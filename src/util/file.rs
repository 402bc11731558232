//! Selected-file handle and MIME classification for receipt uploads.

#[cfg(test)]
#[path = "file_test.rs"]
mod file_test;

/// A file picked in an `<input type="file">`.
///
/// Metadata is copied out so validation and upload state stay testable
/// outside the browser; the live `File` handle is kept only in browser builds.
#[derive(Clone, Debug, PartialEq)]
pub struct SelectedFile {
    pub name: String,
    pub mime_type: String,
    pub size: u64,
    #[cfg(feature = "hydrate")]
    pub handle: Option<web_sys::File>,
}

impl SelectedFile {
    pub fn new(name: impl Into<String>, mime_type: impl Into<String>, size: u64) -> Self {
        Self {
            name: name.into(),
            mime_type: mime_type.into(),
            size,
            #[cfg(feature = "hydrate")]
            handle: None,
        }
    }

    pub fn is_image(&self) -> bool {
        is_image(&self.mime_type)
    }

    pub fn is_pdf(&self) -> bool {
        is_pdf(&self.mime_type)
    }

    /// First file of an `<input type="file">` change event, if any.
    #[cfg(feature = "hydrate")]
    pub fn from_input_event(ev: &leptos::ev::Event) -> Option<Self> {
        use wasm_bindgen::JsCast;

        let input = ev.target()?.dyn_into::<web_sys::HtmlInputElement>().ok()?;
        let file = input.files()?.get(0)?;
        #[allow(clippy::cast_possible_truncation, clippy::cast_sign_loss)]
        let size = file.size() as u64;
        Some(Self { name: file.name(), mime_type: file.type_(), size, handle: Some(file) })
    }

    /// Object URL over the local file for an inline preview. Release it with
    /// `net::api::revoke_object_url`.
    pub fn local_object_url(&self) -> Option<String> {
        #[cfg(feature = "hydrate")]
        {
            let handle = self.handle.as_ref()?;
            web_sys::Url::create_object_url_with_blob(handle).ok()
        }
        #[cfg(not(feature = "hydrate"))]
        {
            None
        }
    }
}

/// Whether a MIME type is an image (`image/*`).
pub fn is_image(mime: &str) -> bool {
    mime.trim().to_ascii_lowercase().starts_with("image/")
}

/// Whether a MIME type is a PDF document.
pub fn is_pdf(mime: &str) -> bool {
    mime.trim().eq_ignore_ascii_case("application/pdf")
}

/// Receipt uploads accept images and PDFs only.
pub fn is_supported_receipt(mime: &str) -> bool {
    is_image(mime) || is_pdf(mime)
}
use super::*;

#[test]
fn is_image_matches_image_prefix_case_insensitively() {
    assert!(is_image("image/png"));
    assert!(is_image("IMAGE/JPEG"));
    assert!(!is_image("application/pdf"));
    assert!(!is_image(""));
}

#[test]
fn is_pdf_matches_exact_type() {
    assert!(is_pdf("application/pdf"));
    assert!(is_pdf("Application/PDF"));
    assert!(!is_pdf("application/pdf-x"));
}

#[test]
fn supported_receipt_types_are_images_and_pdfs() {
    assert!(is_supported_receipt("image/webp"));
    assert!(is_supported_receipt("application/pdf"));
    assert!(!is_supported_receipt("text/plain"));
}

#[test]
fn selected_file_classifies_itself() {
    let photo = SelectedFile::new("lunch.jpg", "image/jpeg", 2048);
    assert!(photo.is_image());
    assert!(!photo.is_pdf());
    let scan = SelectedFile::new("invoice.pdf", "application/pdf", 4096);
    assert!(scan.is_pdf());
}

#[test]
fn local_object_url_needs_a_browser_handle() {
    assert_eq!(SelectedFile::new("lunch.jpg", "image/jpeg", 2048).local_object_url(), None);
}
==========
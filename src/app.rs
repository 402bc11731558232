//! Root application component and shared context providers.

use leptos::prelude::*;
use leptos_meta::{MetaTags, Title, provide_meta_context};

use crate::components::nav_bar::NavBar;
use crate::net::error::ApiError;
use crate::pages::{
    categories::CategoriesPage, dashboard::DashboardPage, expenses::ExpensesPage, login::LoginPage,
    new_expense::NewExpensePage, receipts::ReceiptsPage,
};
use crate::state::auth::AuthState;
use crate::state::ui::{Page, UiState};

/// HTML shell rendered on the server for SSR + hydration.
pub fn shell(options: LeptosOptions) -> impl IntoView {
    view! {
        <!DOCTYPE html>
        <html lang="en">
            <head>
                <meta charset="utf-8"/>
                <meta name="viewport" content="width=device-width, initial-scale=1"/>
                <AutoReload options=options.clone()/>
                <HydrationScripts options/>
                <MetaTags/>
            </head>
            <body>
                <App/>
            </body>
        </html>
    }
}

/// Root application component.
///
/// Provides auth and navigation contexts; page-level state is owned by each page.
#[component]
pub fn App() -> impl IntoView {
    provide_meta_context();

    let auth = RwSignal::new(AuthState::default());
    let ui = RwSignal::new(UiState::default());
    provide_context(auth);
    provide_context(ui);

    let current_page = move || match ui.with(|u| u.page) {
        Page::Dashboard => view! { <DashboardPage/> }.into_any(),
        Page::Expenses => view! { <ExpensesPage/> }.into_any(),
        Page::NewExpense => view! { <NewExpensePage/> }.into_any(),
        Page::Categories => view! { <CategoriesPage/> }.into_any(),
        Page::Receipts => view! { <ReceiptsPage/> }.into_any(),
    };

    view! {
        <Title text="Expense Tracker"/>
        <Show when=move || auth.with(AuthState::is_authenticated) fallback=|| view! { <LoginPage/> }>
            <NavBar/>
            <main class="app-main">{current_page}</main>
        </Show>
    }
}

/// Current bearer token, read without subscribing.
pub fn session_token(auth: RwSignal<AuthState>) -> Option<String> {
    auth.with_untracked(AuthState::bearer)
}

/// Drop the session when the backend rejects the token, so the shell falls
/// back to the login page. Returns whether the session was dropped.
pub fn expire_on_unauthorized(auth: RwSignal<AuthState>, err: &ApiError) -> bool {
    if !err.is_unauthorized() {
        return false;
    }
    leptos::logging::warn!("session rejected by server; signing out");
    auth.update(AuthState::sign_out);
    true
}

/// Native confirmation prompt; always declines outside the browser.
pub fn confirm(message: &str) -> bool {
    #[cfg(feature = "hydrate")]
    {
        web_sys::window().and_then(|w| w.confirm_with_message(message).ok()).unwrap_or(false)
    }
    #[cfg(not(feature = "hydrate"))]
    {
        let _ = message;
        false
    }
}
==========
WORK ORDER →
Wherever the word "server" occurs in a line of the listing, copy that line.

EXPECTED OUTPUT →
/// HTML shell rendered on the server for SSR + hydration.
    leptos::logging::warn!("session rejected by server; signing out");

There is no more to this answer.